This cookbook walks you through building Nexus, a Level 1 IT support voice agent, end to end: pick the models, save the agent, run a live session in a browser, and fetch transcripts.
What you’ll build
Nexus greets the caller, asks whether they’re on Mac or Windows, and walks them through Level 1 troubleshooting steps. By the end of this guide you’ll have:
- a saved agent on the Lyzr Voice API (reusable across sessions),
- a Python script that starts and ends sessions,
- a React component that connects a browser microphone to a live session,
- a script that pulls the transcript and latency metrics for any past call.
Prerequisites
- A Lyzr API key. Set it as
LYZR_API_KEY for the Python scripts.
- Python with
requests (pip install requests).
- For the browser section: a React app that can install npm/pnpm packages.
export LYZR_API_KEY="your-lyzr-api-key"
export VOICE_API_BASE_URL="https://voice-livekit.studio.lyzr.ai/v1"
1. Pick your models and a voice
Pipeline mode runs three separate models — STT, LLM, TTS — plus a TTS voice. Before creating the agent, ask the API which options are available so you can pick concrete values for each.
import os
from urllib.parse import urlencode
import requests
API_KEY = os.environ["LYZR_API_KEY"]
BASE_URL = os.getenv("VOICE_API_BASE_URL", "https://voice-livekit.studio.lyzr.ai/v1")
HEADERS = {"x-api-key": API_KEY, "accept": "application/json"}
def get_json(path: str, params=None) -> dict:
query = f"?{urlencode(params)}" if params else ""
response = requests.get(f"{BASE_URL}{path}{query}", headers=HEADERS, timeout=30)
response.raise_for_status()
return response.json()
def main() -> None:
# Pick the first TTS provider that's configured for your account.
providers = get_json("/config/tts-voice-providers")["providers"]
active_provider = next(p["providerId"] for p in providers if p.get("configured"))
# Pick a model for each pipeline stage.
options = get_json("/config/pipeline-options")
stt = options["stt"][0]["models"][0]["id"]
llm = options["llm"][0]["models"][0]["id"]
tts_provider = next(p for p in options["tts"] if p["providerId"] == active_provider)
tts_model = tts_provider["models"][0]["id"]
# Pick a voice for the chosen provider.
voices = get_json(
"/config/tts-voices",
{"providerId": active_provider, "limit": 5},
)["voices"]
voice = voices[0]
print(f"STT: {stt}")
print(f"LLM: {llm}")
print(f"TTS: {tts_model} ({active_provider})")
print(f"Voice: {voice['name']} ({voice['id']})")
if __name__ == "__main__":
main()
You should see something like:
STT: assemblyai/universal-streaming:en
LLM: openai/gpt-4o-mini
TTS: cartesia/sonic-3 (cartesia)
Voice: Friendly Reading Man (9626c31c-bec5-4cca-baa8-f8ba9e84c8bc)
Hold onto the voice ID — you’ll pass it as engine.voice_id in the next step.

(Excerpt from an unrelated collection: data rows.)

use chrono::{DateTime, Utc};
use serde::{Deserialize, Serialize};

/// Recorded once per (session, hint). Re-requesting a revealed hint is a
/// read, not a second usage event.
#[derive(Debug, Clone, Serialize, Deserialize)]
pub struct HintUsage {
    #[serde(rename = "_id")]
    pub id: String,
    pub session_id: String,
    pub problem_numeric_id: i64,
    pub hint_id: String,
    pub revealed_at: DateTime<Utc>,
}

impl HintUsage {
    pub fn doc_id(session_id: &str, hint_id: &str) -> String {
        format!("{}:{}", session_id, hint_id)
    }
}

/// A hint as presented to the session: content withheld while locked.
#[derive(Debug, Serialize)]
#[serde(rename_all = "camelCase")]
pub struct HintView {
    pub id: String,
    pub hint_order: u32,
    pub hint_type: String,
    pub locked: bool,
    #[serde(skip_serializing_if = "Option::is_none")]
    pub content: Option<String>,
    /// Attempts still needed before this hint unlocks.
    #[serde(skip_serializing_if = "Option::is_none")]
    pub unlocks_after_attempts: Option<u32>,
}

#[derive(Debug, Serialize)]
#[serde(rename_all = "camelCase")]
pub struct HintListResponse {
    pub problem_numeric_id: i64,
    pub attempts_count: u32,
    pub hints: Vec<HintView>,
}

#[derive(Debug, Deserialize)]
#[serde(rename_all = "camelCase")]
pub struct RevealHintRequest {
    pub hint_id: String,
}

This script takes the happy path: the first configured provider, the first model in each list, the first voice. In production code, handle empty results explicitly and let users pick a voice rather than auto-selecting one.
2. Create the Nexus agent
POST /agents saves an agent definition so you don’t have to send the whole config on every session. The response includes agent.id — store it; the rest of this cookbook references it.
import json
import os
import requests
API_KEY = os.environ["LYZR_API_KEY"]
BASE_URL = os.getenv("VOICE_API_BASE_URL", "https://voice-livekit.studio.lyzr.ai/v1")
HEADERS = {
"x-api-key": API_KEY,
"accept": "application/json",
"Content-Type": "application/json",
}
def create_nexus_agent() -> str:
payload = {
"config": {
# Identity and persona.
"agent_name": "Nexus - IT Support",
"agent_description": "Level 1 technical support voice agent",
"prompt": (
"You are Nexus, a Level 1 IT support assistant. Keep answers concise "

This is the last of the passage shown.